Contents
Download as PDF: This article is a slightly shortened version of my seminar paper. Feel free to download the original PDF version, or the presentation slides.
2. Hybrid Clouds
Public clouds have become increasingly popular in the last few years since they allow almost instant resource provisioning and fast scaling without having to maintain a data center. As one of the first public cloud solutions, Amazon’s EC2 has strongly contributed to this development. However, not only the cloud community is growing rapidly, but also the number of critiques is increasing. Especially in terms of data security and privacy, but also in other topics (such as availability, vendor lock-in, cost, or interoperability), public clouds carry inherent risks.

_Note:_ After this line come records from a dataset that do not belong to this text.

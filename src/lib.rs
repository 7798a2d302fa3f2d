//! # unboxed
//!
//! Growable, array-backed list containers for unboxed scalar values.
//!
//! ## Overview
//!
//! This library gives list ergonomics (ordered sequence, membership tests,
//! bulk mutation, iteration with in-place removal) to the scalar kinds
//! `bool`, `i8`, `i16`, `i32`, `i64`, `f32`, `f64` and `char`, storing
//! every element unboxed in one contiguous buffer. It includes:
//!
//! - **Scalar kinds**: [`Scalar`], [`RangeScalar`], [`ScalarKind`]
//! - **Collections**: [`ScalarCollection`] with cursor-based defaults, and
//!   [`ScalarArrayList`] overriding them with direct buffer manipulation
//! - **Cursors**: [`ScalarIterator`], removing the element just yielded
//! - **Read-only views**: [`ScalarSliceView`]
//! - **Boxed seam**: [`BoxedScalar`] and [`BoxedCollection`]
//! - **Per-kind names**: `LongArrayList`, `CharArrayCursor`, `IntSliceView`, ...
//!
//! ## Feature Flags
//!
//! - `serde`: `Serialize`/`Deserialize` for [`ScalarArrayList`]
//! - `full`: Enable all features
//!
//! ## Example
//!
//! ```rust
//! use unboxed::prelude::*;
//!
//! let mut list = LongArrayList::from_slice(&[10, 20, 30]);
//! assert_eq!(list.remove_first(20), Ok(true));
//! assert_eq!(list.add_all(&[40, 50]), Ok(true));
//! assert_eq!(list.as_slice(), &[10, 30, 40, 50]);
//!
//! // Remove through a cursor while traversing
//! let mut cursor = list.cursor();
//! while let Some(value) = cursor.next() {
//!     if value > 35 {
//!         cursor.remove().unwrap();
//!     }
//! }
//! assert_eq!(list.as_slice(), &[10, 30]);
//! ```

#![forbid(unsafe_code)]
#![warn(missing_docs)]
#![warn(clippy::all)]
#![warn(clippy::pedantic)]
#![warn(clippy::nursery)]

/// Prelude module for convenient imports.
///
/// Re-exports the collection types, the per-kind aliases and the traits
/// whose methods they use.
///
/// # Usage
///
/// ```rust
/// use unboxed::prelude::*;
/// ```
pub mod prelude {
    pub use crate::collection::*;
    pub use crate::error::CollectionError;
    pub use crate::kinds::*;
    pub use crate::scalar::*;
}

pub mod collection;
mod error;
pub mod kinds;
pub mod scalar;

pub use collection::ArrayCursor;
pub use collection::MIN_GROWTH;
pub use collection::ScalarArrayList;
pub use collection::ScalarCollection;
pub use collection::ScalarIterator;
pub use collection::ScalarSliceView;
pub use collection::SliceCursor;
pub use error::CollectionError;
pub use scalar::BoxedCollection;
pub use scalar::BoxedScalar;
pub use scalar::RangeScalar;
pub use scalar::Scalar;
pub use scalar::ScalarKind;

An obvious yet not trivial solution to these issues is the use of both private and public delivery models, and combining them to a hybrid cloud. This section briefly analyzes the existing opportunities and obstacles of cloud computing — particularly regarding hybrid clouds.
2.1. Opportunities
In a hybrid cloud, a company maintains its own private cloud, i.e. a virtualized data center, and can scale out to a public cloud if needed. Moving from a traditional data center to a hybrid cloud approach brings many benefits to businesses.
- Optimal utilization: in typical data centers, only 5% to 20% of the available server resources are actually used (Armbrust et al., 2009). Because peak loads are up to ten times higher than the average load, servers are mostly idle — generating unnecessary costs. Hybrid clouds can increase server utilization by scaling out to public resources to handle flash crowds.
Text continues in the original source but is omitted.